Surgical Treatment of Femoral Neck Fractures

2021 
As the population ages and life expectancy increases, the prevalence of femoral neck fracture has continued to grow. Femoral neck fractures have significant consequences for the geriatric patient population, with 33% mortality within 1 year of surgery and a 35% chance of never ambulating independently following surgery (Dyer et al., BMC Geriatr. 16:158, 2016). The surgical treatment options for this injury include open reduction with internal fixation versus arthroplasty. Non-displaced or valgus-impacted femoral neck fractures may be amenable to closed reduction percutaneous pinning with cannulated screws or a limited open reduction internal fixation using a sliding hip screw. However, due to the increased risk of nonunion, avascular necrosis, and revision surgery following fixation of displaced femoral neck fractures, either hemiarthroplasty or total hip arthroplasty is the mainstay of treatment for these fracture patterns in geriatric patients.
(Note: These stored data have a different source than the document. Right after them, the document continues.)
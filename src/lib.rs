//! # capa_answer_pool
//!
//! Deterministic answer-pool selection and grading for multiple-choice
//! assessment problems.
//!
//! A multiple-choice response may limit how many of its authored choices a
//! learner sees (an *answer pool*) and may attach targeted feedback to each
//! choice through an *explanation id*. Given a seed, the engine picks and
//! shuffles the presented choices reproducibly, keeps every choice linked to
//! its explanation, and grades the learner's answer against what was shown.
//!
//! ## How it works
//!
//! 1. Load a [`ProblemDefinition`] from JSON (or build one in code).
//! 2. Validate it into a [`Problem`] with [`Problem::from_definition`].
//! 3. Call [`Problem::render`] / [`Problem::grade`] with the instance's
//!    [`Seed`]. Response `i` is seeded with `seed.for_position(i)`, so
//!    responses never disturb each other's draws.
//!
//! The bare selector is available as [`select`] for callers that manage their
//! own choice lists.
//!
//! ## Quick start
//!
//! ```rust
//! use capa_answer_pool::{select, AnswerPoolSpec, Choice, Seed};
//!
//! let choices = vec![
//!     Choice::new(0, "wrong-1", false, "feedback1"),
//!     Choice::new(1, "wrong-2", false, "feedback2"),
//!     Choice::new(2, "correct-1", true, "feedbackC"),
//!     Choice::new(3, "wrong-3", false, "feedback3"),
//! ];
//!
//! let shown = select(&choices, &AnswerPoolSpec::with_size(3), Seed(723)).unwrap();
//! assert_eq!(shown.len(), 3);
//! assert_eq!(shown.correct_choices().count(), 1);
//!
//! // Same seed, same pool.
//! assert_eq!(shown, select(&choices, &AnswerPoolSpec::with_size(3), Seed(723)).unwrap());
//! ```

pub mod grading_engine;

// Convenience re-exports so callers can use `capa_answer_pool::select`
// directly without reaching into `grading_engine::`.
pub use grading_engine::{
    select, AnswerPoolSpec, CheckboxResponse, Choice, ChoiceDefinition, DefinitionError,
    Explanation, FeedbackSet, Grade, GradeError, MultipleChoiceResponse, PoolAttribute, Problem,
    ProblemDefinition, ProblemError, ProblemGrade, RenderedProblem, RenderedResponse,
    ResponseDefinition, ResponseType, Seed, SelectionError, SelectionResult, StudentAnswer,
    StudentAnswers, TargetedFeedbackMode,
};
The debate over whether to replace or fix minimally displaced femoral neck fractures in the elderly remains a topic of controversy. As for arthroplasty, the decision on whether to perform a hemiarthroplasty or total hip arthroplasty also remains controversial. Younger, more active, and healthier geriatric patients with preexisting hip osteoarthritis may be more appropriate for total hip arthroplasty due to its improved implant survivorship and hip function scores. Patients with significant medical comorbidities, Parkinson’s disease, and decreased functional demand may be better suited for hemiarthroplasty due to the shorter operative duration with decreased blood loss and lower risk of dislocation. There are many implant considerations to take into account when performing arthroplasty in geriatric patients. It is imperative to understand the benefits and risks associated with the use of cemented or cementless femoral components and unipolar and bipolar femoral heads. While there is a limited role for non-operative treatment of acute femoral neck fractures in the geriatric population, all orthopaedic surgeons need to be knowledgeable about the different surgical treatment options, their benefits, and potential complications.